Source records

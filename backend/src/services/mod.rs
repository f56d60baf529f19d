//! Business logic services

pub mod auth;

pub use auth::{AuthService, SigninCredentials, SignupCredentials};
//! API request and response types

use crate::models::User;
use chrono::Utc;
use serde::{Deserialize, Serialize};

/// Signup request body
#[derive(Debug, Clone, Serialize, Deserialize, PartialEq, Eq)]
pub struct SignupRequest {
    pub name: String,
    pub email: String,
    pub password: String,
}

/// Signin request body
#[derive(Debug, Clone, Serialize, Deserialize, PartialEq, Eq)]
pub struct SigninRequest {
    pub email: String,
    pub password: String,
}

/// Signup form as filled in by the user.
///
/// `confirm_password` is checked locally and never leaves the client.
#[derive(Debug, Clone, Default, PartialEq, Eq)]
pub struct SignupForm {
    pub name: String,
    pub email: String,
    pub password: String,
    pub confirm_password: String,
}

impl SignupForm {
    /// Payload sent to the backend
    pub fn to_request(&self) -> SignupRequest {
        SignupRequest {
            name: self.name.clone(),
            email: self.email.clone(),
            password: self.password.clone(),
        }
    }
}

/// Signin form as filled in by the user
#[derive(Debug, Clone, Default, PartialEq, Eq)]
pub struct SigninForm {
    pub email: String,
    pub password: String,
}

impl SigninForm {
    pub fn to_request(&self) -> SigninRequest {
        SigninRequest {
            email: self.email.clone(),
            password: self.password.clone(),
        }
    }
}

/// Successful signup/signin payload.
///
/// Both endpoints return this exact shape so callers can handle them the same way.
#[derive(Debug, Clone, Serialize, Deserialize, PartialEq, Eq)]
#[serde(rename_all = "camelCase")]
pub struct AuthResult {
    pub user: User,
    pub access_token: String,
    pub refresh_token: String,
}

/// Success envelope: `{data, timestamp}` with the timestamp in epoch milliseconds
#[derive(Debug, Clone, Serialize, Deserialize)]
pub struct ApiResponse<T> {
    pub data: T,
    pub timestamp: i64,
}

impl<T> ApiResponse<T> {
    pub fn new(data: T) -> Self {
        Self {
            data,
            timestamp: Utc::now().timestamp_millis(),
        }
    }
}

/// Error envelope: `{statusCode, message, timestamp}`
#[derive(Debug, Clone, Serialize, Deserialize, PartialEq, Eq)]
#[serde(rename_all = "camelCase")]
pub struct ErrorResponse {
    pub status_code: u16,
    pub message: String,
    pub timestamp: i64,
}

impl ErrorResponse {
    pub fn new(status_code: u16, message: impl Into<String>) -> Self {
        Self {
            status_code,
            message: message.into(),
            timestamp: Utc::now().timestamp_millis(),
        }
    }
}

[ACTION ITEM]
Which lines above run from the one containing "Signin request body" to the one containing "pub struct AuthResult"? Give them again exactly, both ends included.

[RESPONSE AREA]
/// Signin request body
#[derive(Debug, Clone, Serialize, Deserialize, PartialEq, Eq)]
pub struct SigninRequest {
    pub email: String,
    pub password: String,
}

/// Signup form as filled in by the user.
///
/// `confirm_password` is checked locally and never leaves the client.
#[derive(Debug, Clone, Default, PartialEq, Eq)]
pub struct SignupForm {
    pub name: String,
    pub email: String,
    pub password: String,
    pub confirm_password: String,
}

impl SignupForm {
    /// Payload sent to the backend
    pub fn to_request(&self) -> SignupRequest {
        SignupRequest {
            name: self.name.clone(),
            email: self.email.clone(),
            password: self.password.clone(),
        }
    }
}

/// Signin form as filled in by the user
#[derive(Debug, Clone, Default, PartialEq, Eq)]
pub struct SigninForm {
    pub email: String,
    pub password: String,
}

impl SigninForm {
    pub fn to_request(&self) -> SigninRequest {
        SigninRequest {
            email: self.email.clone(),
            password: self.password.clone(),
        }
    }
}

/// Successful signup/signin payload.
///
/// Both endpoints return this exact shape so callers can handle them the same way.
#[derive(Debug, Clone, Serialize, Deserialize, PartialEq, Eq)]
#[serde(rename_all = "camelCase")]
pub struct AuthResult {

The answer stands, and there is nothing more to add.